» **Task**
Go through each line of the records below and count those with the word "Some"; give only the total.

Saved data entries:
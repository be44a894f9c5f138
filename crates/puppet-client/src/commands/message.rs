use futures::stream::BoxStream;
use futures::StreamExt;
use puppet_net::RemoteMethod;
use puppet_shared::protocol::{
    FileStreamResponse, IdRequest, IdResponse, MessageImageStreamRequest,
    MessageMiniProgramResponse, MessagePayloadResponse, MessageRecallResponse,
    MessageSendContactRequest, MessageSendFileRequest, MessageSendMiniProgramRequest,
    MessageSendTextRequest, MessageSendUrlRequest, MessageUrlResponse, OptionalIdResponse,
};
use puppet_shared::types::{
    ImageType, MessagePayload, MessageType, MiniProgramPayload, UrlLinkPayload,
};
use puppet_shared::{FileBox, PuppetError, Result, TransportError};
use tracing::debug;

use crate::commands::{from_json, to_json};
use crate::service::PuppetService;

impl PuppetService {
    // -----------------------------------------------------------------------
    // Sending
    // -----------------------------------------------------------------------

    /// Send a text message, mentioning `mention_ids` in rooms.
    ///
    /// Returns the id of the sent message when the service reports one.
    pub async fn message_send_text(
        &self,
        conversation_id: &str,
        text: &str,
        mention_ids: &[String],
    ) -> Result<Option<String>> {
        let response: OptionalIdResponse = self
            .stub()?
            .call(
                RemoteMethod::MessageSendText,
                MessageSendTextRequest {
                    conversation_id: conversation_id.to_string(),
                    text: text.to_string(),
                    mention_ids: mention_ids.to_vec(),
                },
            )
            .await?;
        Ok(response.id)
    }

    /// Share the card of `contact_id`.
    pub async fn message_send_contact(
        &self,
        conversation_id: &str,
        contact_id: &str,
    ) -> Result<Option<String>> {
        let response: OptionalIdResponse = self
            .stub()?
            .call(
                RemoteMethod::MessageSendContact,
                MessageSendContactRequest {
                    conversation_id: conversation_id.to_string(),
                    contact_id: contact_id.to_string(),
                },
            )
            .await?;
        Ok(response.id)
    }

    pub async fn message_send_file(
        &self,
        conversation_id: &str,
        file_box: &FileBox,
    ) -> Result<Option<String>> {
        let response: OptionalIdResponse = self
            .stub()?
            .call(
                RemoteMethod::MessageSendFile,
                MessageSendFileRequest {
                    conversation_id: conversation_id.to_string(),
                    filebox: file_box.to_json_string()?,
                },
            )
            .await?;
        Ok(response.id)
    }

    pub async fn message_send_url(
        &self,
        conversation_id: &str,
        url_link: &UrlLinkPayload,
    ) -> Result<Option<String>> {
        let response: OptionalIdResponse = self
            .stub()?
            .call(
                RemoteMethod::MessageSendUrl,
                MessageSendUrlRequest {
                    conversation_id: conversation_id.to_string(),
                    url_link: to_json(url_link)?,
                },
            )
            .await?;
        Ok(response.id)
    }

    pub async fn message_send_mini_program(
        &self,
        conversation_id: &str,
        mini_program: &MiniProgramPayload,
    ) -> Result<Option<String>> {
        let response: OptionalIdResponse = self
            .stub()?
            .call(
                RemoteMethod::MessageSendMiniProgram,
                MessageSendMiniProgramRequest {
                    conversation_id: conversation_id.to_string(),
                    mini_program: to_json(mini_program)?,
                },
            )
            .await?;
        Ok(response.id)
    }

    /// Recall a sent message. Returns whether the service accepted it.
    pub async fn message_recall(&self, message_id: &str) -> Result<bool> {
        let response: MessageRecallResponse = self
            .stub()?
            .call(RemoteMethod::MessageRecall, id_request(message_id))
            .await?;
        Ok(response.success)
    }

    // -----------------------------------------------------------------------
    // Reading
    // -----------------------------------------------------------------------

    /// Message payload with the type in canonical numbering.
    pub async fn message_payload(&self, message_id: &str) -> Result<MessagePayload> {
        let response: MessagePayloadResponse = self
            .stub()?
            .call(RemoteMethod::MessagePayload, id_request(message_id))
            .await?;
        response.try_into()
    }

    /// Contact id carried by a contact-card message.
    pub async fn message_contact(&self, message_id: &str) -> Result<String> {
        let response: IdResponse = self
            .stub()?
            .call(RemoteMethod::MessageContact, id_request(message_id))
            .await?;
        Ok(response.id)
    }

    pub async fn message_url(&self, message_id: &str) -> Result<UrlLinkPayload> {
        let response: MessageUrlResponse = self
            .stub()?
            .call(RemoteMethod::MessageUrl, id_request(message_id))
            .await?;
        from_json("url link", &response.url_link)
    }

    pub async fn message_mini_program(&self, message_id: &str) -> Result<MiniProgramPayload> {
        let response: MessageMiniProgramResponse = self
            .stub()?
            .call(RemoteMethod::MessageMiniProgram, id_request(message_id))
            .await?;
        from_json("mini program", &response.mini_program)
    }

    /// Download the attachment of a message.
    pub async fn message_file(&self, message_id: &str) -> Result<FileBox> {
        let chunks = self
            .stub()?
            .stream(RemoteMethod::MessageFileStream, id_request(message_id))
            .await?;
        collect_file_box(chunks).await
    }

    /// Download the image of a message at the requested resolution.
    pub async fn message_image(&self, message_id: &str, image_type: ImageType) -> Result<FileBox> {
        let chunks = self
            .stub()?
            .stream(
                RemoteMethod::MessageImageStream,
                MessageImageStreamRequest {
                    id: message_id.to_string(),
                    r#type: image_type as i32,
                },
            )
            .await?;
        collect_file_box(chunks).await
    }

    /// The service has no message search; always empty.
    pub async fn message_search(&self) -> Result<Vec<String>> {
        debug!("message_search is not supported by the service");
        Ok(Vec::new())
    }

    /// Re-send `message_id` to `conversation_id` with the primitive that
    /// matches its type.
    pub async fn message_forward(
        &self,
        conversation_id: &str,
        message_id: &str,
    ) -> Result<Option<String>> {
        let payload = self.message_payload(message_id).await?;
        debug!(message_id, message_type = ?payload.message_type, "Forwarding message");

        match payload.message_type {
            MessageType::Text => {
                if payload.text.is_empty() {
                    return Err(PuppetError::payload(format!(
                        "text message {message_id} has no text"
                    )));
                }
                self.message_send_text(conversation_id, &payload.text, &[])
                    .await
            }
            MessageType::Url => {
                let url_link = self.message_url(message_id).await?;
                self.message_send_url(conversation_id, &url_link).await
            }
            MessageType::MiniProgram => {
                let mini_program = self.message_mini_program(message_id).await?;
                self.message_send_mini_program(conversation_id, &mini_program)
                    .await
            }
            MessageType::Image => {
                let image = self.message_image(message_id, ImageType::Artwork).await?;
                self.message_send_file(conversation_id, &image).await
            }
            _ => {
                let file = self.message_file(message_id).await?;
                self.message_send_file(conversation_id, &file).await
            }
        }
    }
}

fn id_request(id: &str) -> IdRequest {
    IdRequest { id: id.to_string() }
}

/// Concatenate streamed chunks in arrival order. The first non-empty chunk
/// name names the file.
async fn collect_file_box(
    mut chunks: BoxStream<'static, std::result::Result<FileStreamResponse, TransportError>>,
) -> Result<FileBox> {
    let mut data = Vec::new();
    let mut name: Option<String> = None;
    let mut received = 0usize;

    while let Some(frame) = chunks.next().await {
        let Some(chunk) = frame?.file_box_chunk else {
            continue;
        };
        received += 1;
        data.extend_from_slice(&chunk.data);
        if name.is_none() {
            name = chunk.name.filter(|name| !name.is_empty());
        }
    }

    if received == 0 {
        return Err(PuppetError::payload("file stream carried no chunks"));
    }
    debug!(chunks = received, bytes = data.len(), "File stream reassembled");
    Ok(FileBox::from_bytes(&data, name.unwrap_or_default()))
}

» **Response below**
2